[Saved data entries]
◆ ◆ ◆ ◆ ◆ ◆ ◆
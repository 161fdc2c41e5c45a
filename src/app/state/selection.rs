use crate::core::{EntityKind, EntityRef};
use indexmap::IndexSet;

/// Selektionsmengen je Entity-Art (in Selektionsreihenfolge)
#[derive(Debug, Clone, Default, PartialEq, Eq)]
pub struct SelectionState {
    /// Selektierte Punkt-IDs
    pub points: IndexSet<u64>,
    /// Selektierte Connection-IDs
    pub connections: IndexSet<u64>,
    /// Selektierte Forcefield-IDs
    pub forcefields: IndexSet<u64>,
}

impl SelectionState {
    /// Erstellt einen leeren Selektionszustand.
    pub fn new() -> Self {
        Self::default()
    }

    /// Selektionsmenge einer Art
    pub fn set(&self, kind: EntityKind) -> &IndexSet<u64> {
        match kind {
            EntityKind::Point => &self.points,
            EntityKind::Connection => &self.connections,
            EntityKind::Forcefield => &self.forcefields,
        }
    }

    /// Mutable Selektionsmenge einer Art
    pub fn set_mut(&mut self, kind: EntityKind) -> &mut IndexSet<u64> {
        match kind {
            EntityKind::Point => &mut self.points,
            EntityKind::Connection => &mut self.connections,
            EntityKind::Forcefield => &mut self.forcefields,
        }
    }

    pub fn is_selected(&self, entity: EntityRef) -> bool {
        self.set(entity.kind).contains(&entity.id)
    }

    pub fn count(&self, kind: EntityKind) -> usize {
        self.set(kind).len()
    }

    /// Einziges selektiertes Objekt einer Art (nur bei genau einem Mitglied)
    pub fn single(&self, kind: EntityKind) -> Option<u64> {
        let set = self.set(kind);
        if set.len() == 1 {
            set.first().copied()
        } else {
            None
        }
    }

    /// Gibt `true` zurück, wenn in keiner Art etwas selektiert ist.
    pub fn is_empty(&self) -> bool {
        EntityKind::ALL.iter().all(|&kind| self.set(kind).is_empty())
    }

    /// Entfernt die IDs aus der Selektion einer Art.
    pub fn remove_ids(&mut self, kind: EntityKind, ids: impl IntoIterator<Item = u64>) {
        let set = self.set_mut(kind);
        for id in ids {
            set.shift_remove(&id);
        }
    }
}
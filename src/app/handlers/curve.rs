//! Handler für die Kurven-Promotion.

use super::warn_on_error;
use crate::app::use_cases;
use crate::app::AppState;

/// Wendet die selektierten Forcefields auf die selektierten Connections an.
pub fn apply_force(state: &mut AppState) {
    warn_on_error("Kraft anwenden", use_cases::curve::apply_force(state));
}
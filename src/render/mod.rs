//! Zeichnen der `RenderScene` mit dem egui-Painter.
//!
//! Projiziert Weltkoordinaten über die Kamera in den Viewport. Kugeln werden
//! als Kreise mit tiefenabhängigem Radius gezeichnet (hinten zuerst),
//! Connections als Polylinien.

mod grid_renderer;
mod line_renderer;
mod sphere_renderer;
mod types;

pub use crate::shared::RenderScene;
use types::RenderContext;

/// Zeichnet eine komplette Szene in den gegebenen Viewport.
pub fn paint_scene(painter: &egui::Painter, rect: egui::Rect, scene: &RenderScene) {
    let ctx = RenderContext::new(painter, rect, scene);

    grid_renderer::paint_grid(&ctx, scene.grid);

    if let Some(mesh) = &scene.mesh_preview {
        line_renderer::paint_line(&ctx, mesh);
    }
    for line in &scene.connections {
        line_renderer::paint_line(&ctx, line);
    }

    sphere_renderer::paint_spheres(&ctx, scene.points.iter().chain(&scene.forcefields));

    if let Some(handle) = scene.manipulator {
        sphere_renderer::paint_manipulator(&ctx, handle, scene.manipulator_color);
    }

    log::trace!(
        "Frame gezeichnet: {} Punkte, {} Forcefields, {} Connections",
        scene.points.len(),
        scene.forcefields.len(),
        scene.connections.len()
    );
}
use crate::core::{EntityKind, EntityRef};
use glam::Vec3;
use rand::rngs::StdRng;
use rand::SeedableRng;

/// Interaktionsmodus: bestimmt die Pick-Priorität des Pointer-Dispatch
#[derive(Debug, Clone, Copy, PartialEq, Eq, Default)]
pub enum InteractionMode {
    /// Punkte vor Connections, Forcefields nicht pickbar
    #[default]
    Standard,
    /// Forcefields vor Punkten vor Connections
    ForcefieldEdit,
}

impl InteractionMode {
    /// Pick-Reihenfolge der Entity-Arten in diesem Modus.
    pub fn pick_priority(self) -> &'static [EntityKind] {
        match self {
            InteractionMode::Standard => &[EntityKind::Point, EntityKind::Connection],
            InteractionMode::ForcefieldEdit => &[
                EntityKind::Forcefield,
                EntityKind::Point,
                EntityKind::Connection,
            ],
        }
    }
}

/// Anhängung des Drag-Manipulators je positionierbarer Art
#[derive(Debug, Clone, Copy, PartialEq, Eq, Default)]
pub struct ManipulatorState {
    /// Punkt mit angehängtem Manipulator
    pub point: Option<u64>,
    /// Forcefield mit angehängtem Manipulator
    pub forcefield: Option<u64>,
    /// Zuletzt angehängte Art (aktiver Griff im Viewport)
    pub active: Option<EntityKind>,
}

impl ManipulatorState {
    /// Ziel des aktiven Griffs
    pub fn attached(&self) -> Option<EntityRef> {
        match self.active? {
            EntityKind::Point => self.point.map(EntityRef::point),
            EntityKind::Forcefield => self.forcefield.map(EntityRef::forcefield),
            EntityKind::Connection => None,
        }
    }
}

/// Laufender Manipulator-Drag
#[derive(Debug, Clone, Copy, PartialEq)]
pub struct ManipulatorDrag {
    /// Gezogenes Objekt
    pub target: EntityRef,
    /// Normale der Drag-Ebene (Blickrichtung bei Drag-Start)
    pub plane_normal: Vec3,
    /// Abstand zwischen Griff-Treffer und Objektposition
    pub grab_offset: Vec3,
}

/// Editor-Zustand: Modus, Manipulator, Positions-Panel, Zyklus-Cursor
#[derive(Debug, Clone)]
pub struct EditorState {
    /// Aktueller Interaktionsmodus
    pub mode: InteractionMode,
    /// Manipulator-Anhängung
    pub manipulator: ManipulatorState,
    /// Ziel des X/Y/Z-Positions-Panels (Werte werden live gelesen)
    pub position_panel: Option<EntityRef>,
    /// Laufender Drag (None = kein Drag)
    pub drag: Option<ManipulatorDrag>,
    /// Zyklus-Cursor für Punkte (Tastatur `p`)
    pub point_cursor: Option<usize>,
    /// Zyklus-Cursor für Connections (Tastatur `c`)
    pub connection_cursor: Option<usize>,
    /// Zyklus-Cursor für Forcefields (Tastatur `f`)
    pub forcefield_cursor: Option<usize>,
    /// Zufallsquelle für die Platzierung neuer Objekte
    pub placement_rng: StdRng,
}

impl EditorState {
    /// Erstellt den Standard-Editorzustand mit zufällig geseedeter Platzierung.
    pub fn new() -> Self {
        Self::with_rng(StdRng::from_entropy())
    }

    /// Erstellt den Editorzustand mit vorgegebener Zufallsquelle (deterministisch in Tests).
    pub fn with_rng(placement_rng: StdRng) -> Self {
        Self {
            mode: InteractionMode::Standard,
            manipulator: ManipulatorState::default(),
            position_panel: None,
            drag: None,
            point_cursor: None,
            connection_cursor: None,
            forcefield_cursor: None,
            placement_rng,
        }
    }

    /// Mutable Zyklus-Cursor einer Art
    pub fn cursor_mut(&mut self, kind: EntityKind) -> &mut Option<usize> {
        match kind {
            EntityKind::Point => &mut self.point_cursor,
            EntityKind::Connection => &mut self.connection_cursor,
            EntityKind::Forcefield => &mut self.forcefield_cursor,
        }
    }
}

impl Default for EditorState {
    fn default() -> Self {
        Self::new()
    }
}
◆ ◆ ◆ ◆ ◆ ◆ ◆
* Brief
Each line of the data must be written out exactly as it appears.

* Solution to this exercise
repository 161fdc2c41e5c45a
filename src/app/state/selection.rs
use crate::core::{EntityKind, EntityRef};
use indexmap::IndexSet;

/// Selektionsmengen je Entity-Art (in Selektionsreihenfolge)
#[derive(Debug, Clone, Default, PartialEq, Eq)]
pub struct SelectionState {
    /// Selektierte Punkt-IDs
    pub points: IndexSet<u64>,
    /// Selektierte Connection-IDs
    pub connections: IndexSet<u64>,
    /// Selektierte Forcefield-IDs
    pub forcefields: IndexSet<u64>,
}

impl SelectionState {
    /// Erstellt einen leeren Selektionszustand.
    pub fn new() -> Self {
        Self::default()
    }

    /// Selektionsmenge einer Art
    pub fn set(&self, kind: EntityKind) -> &IndexSet<u64> {
        match kind {
            EntityKind::Point => &self.points,
            EntityKind::Connection => &self.connections,
            EntityKind::Forcefield => &self.forcefields,
        }
    }

    /// Mutable Selektionsmenge einer Art
    pub fn set_mut(&mut self, kind: EntityKind) -> &mut IndexSet<u64> {
        match kind {
            EntityKind::Point => &mut self.points,
            EntityKind::Connection => &mut self.connections,
            EntityKind::Forcefield => &mut self.forcefields,
        }
    }

    pub fn is_selected(&self, entity: EntityRef) -> bool {
        self.set(entity.kind).contains(&entity.id)
    }

    pub fn count(&self, kind: EntityKind) -> usize {
        self.set(kind).len()
    }

    /// Einziges selektiertes Objekt einer Art (nur bei genau einem Mitglied)
    pub fn single(&self, kind: EntityKind) -> Option<u64> {
        let set = self.set(kind);
        if set.len() == 1 {
            set.first().copied()
        } else {
            None
        }
    }

    /// Gibt `true` zurück, wenn in keiner Art etwas selektiert ist.
    pub fn is_empty(&self) -> bool {
        EntityKind::ALL.iter().all(|&kind| self.set(kind).is_empty())
    }

    /// Entfernt die IDs aus der Selektion einer Art.
    pub fn remove_ids(&mut self, kind: EntityKind, ids: impl IntoIterator<Item = u64>) {
        let set = self.set_mut(kind);
        for id in ids {
            set.shift_remove(&id);
        }
    }
}
filename src/app/handlers/curve.rs
//! Handler für die Kurven-Promotion.

use super::warn_on_error;
use crate::app::use_cases;
use crate::app::AppState;

/// Wendet die selektierten Forcefields auf die selektierten Connections an.
pub fn apply_force(state: &mut AppState) {
    warn_on_error("Kraft anwenden", use_cases::curve::apply_force(state));
}
filename src/render/mod.rs
//! Zeichnen der `RenderScene` mit dem egui-Painter.
//!
//! Projiziert Weltkoordinaten über die Kamera in den Viewport. Kugeln werden
//! als Kreise mit tiefenabhängigem Radius gezeichnet (hinten zuerst),
//! Connections als Polylinien.

mod grid_renderer;
mod line_renderer;
mod sphere_renderer;
mod types;

pub use crate::shared::RenderScene;
use types::RenderContext;

/// Zeichnet eine komplette Szene in den gegebenen Viewport.
pub fn paint_scene(painter: &egui::Painter, rect: egui::Rect, scene: &RenderScene) {
    let ctx = RenderContext::new(painter, rect, scene);

    grid_renderer::paint_grid(&ctx, scene.grid);

    if let Some(mesh) = &scene.mesh_preview {
        line_renderer::paint_line(&ctx, mesh);
    }
    for line in &scene.connections {
        line_renderer::paint_line(&ctx, line);
    }

    sphere_renderer::paint_spheres(&ctx, scene.points.iter().chain(&scene.forcefields));

    if let Some(handle) = scene.manipulator {
        sphere_renderer::paint_manipulator(&ctx, handle, scene.manipulator_color);
    }

    log::trace!(
        "Frame gezeichnet: {} Punkte, {} Forcefields, {} Connections",
        scene.points.len(),
        scene.forcefields.len(),
        scene.connections.len()
    );
}
use crate::core::{EntityKind, EntityRef};
use glam::Vec3;
use rand::rngs::StdRng;
use rand::SeedableRng;

/// Interaktionsmodus: bestimmt die Pick-Priorität des Pointer-Dispatch
#[derive(Debug, Clone, Copy, PartialEq, Eq, Default)]
pub enum InteractionMode {
    /// Punkte vor Connections, Forcefields nicht pickbar
    #[default]
    Standard,
    /// Forcefields vor Punkten vor Connections
    ForcefieldEdit,
}

impl InteractionMode {
    /// Pick-Reihenfolge der Entity-Arten in diesem Modus.
    pub fn pick_priority(self) -> &'static [EntityKind] {
        match self {
            InteractionMode::Standard => &[EntityKind::Point, EntityKind::Connection],
            InteractionMode::ForcefieldEdit => &[
                EntityKind::Forcefield,
                EntityKind::Point,
                EntityKind::Connection,
            ],
        }
    }
}

/// Anhängung des Drag-Manipulators je positionierbarer Art
#[derive(Debug, Clone, Copy, PartialEq, Eq, Default)]
pub struct ManipulatorState {
    /// Punkt mit angehängtem Manipulator
    pub point: Option<u64>,
    /// Forcefield mit angehängtem Manipulator
    pub forcefield: Option<u64>,
    /// Zuletzt angehängte Art (aktiver Griff im Viewport)
    pub active: Option<EntityKind>,
}

impl ManipulatorState {
    /// Ziel des aktiven Griffs
    pub fn attached(&self) -> Option<EntityRef> {
        match self.active? {
            EntityKind::Point => self.point.map(EntityRef::point),
            EntityKind::Forcefield => self.forcefield.map(EntityRef::forcefield),
            EntityKind::Connection => None,
        }
    }
}

/// Laufender Manipulator-Drag
#[derive(Debug, Clone, Copy, PartialEq)]
pub struct ManipulatorDrag {
    /// Gezogenes Objekt
    pub target: EntityRef,
    /// Normale der Drag-Ebene (Blickrichtung bei Drag-Start)
    pub plane_normal: Vec3,
    /// Abstand zwischen Griff-Treffer und Objektposition
    pub grab_offset: Vec3,
}

/// Editor-Zustand: Modus, Manipulator, Positions-Panel, Zyklus-Cursor
#[derive(Debug, Clone)]
pub struct EditorState {
    /// Aktueller Interaktionsmodus
    pub mode: InteractionMode,
    /// Manipulator-Anhängung
    pub manipulator: ManipulatorState,
    /// Ziel des X/Y/Z-Positions-Panels (Werte werden live gelesen)
    pub position_panel: Option<EntityRef>,
    /// Laufender Drag (None = kein Drag)
    pub drag: Option<ManipulatorDrag>,
    /// Zyklus-Cursor für Punkte (Tastatur `p`)
    pub point_cursor: Option<usize>,
    /// Zyklus-Cursor für Connections (Tastatur `c`)
    pub connection_cursor: Option<usize>,
    /// Zyklus-Cursor für Forcefields (Tastatur `f`)
    pub forcefield_cursor: Option<usize>,
    /// Zufallsquelle für die Platzierung neuer Objekte
    pub placement_rng: StdRng,
}

impl EditorState {
    /// Erstellt den Standard-Editorzustand mit zufällig geseedeter Platzierung.
    pub fn new() -> Self {
        Self::with_rng(StdRng::from_entropy())
    }

    /// Erstellt den Editorzustand mit vorgegebener Zufallsquelle (deterministisch in Tests).
    pub fn with_rng(placement_rng: StdRng) -> Self {
        Self {
            mode: InteractionMode::Standard,
            manipulator: ManipulatorState::default(),
            position_panel: None,
            drag: None,
            point_cursor: None,
            connection_cursor: None,
            forcefield_cursor: None,
            placement_rng,
        }
    }

    /// Mutable Zyklus-Cursor einer Art
    pub fn cursor_mut(&mut self, kind: EntityKind) -> &mut Option<usize> {
        match kind {
            EntityKind::Point => &mut self.point_cursor,
            EntityKind::Connection => &mut self.connection_cursor,
            EntityKind::Forcefield => &mut self.forcefield_cursor,
        }
    }
}

impl Default for EditorState {
    fn default() -> Self {
        Self::new()
    }
}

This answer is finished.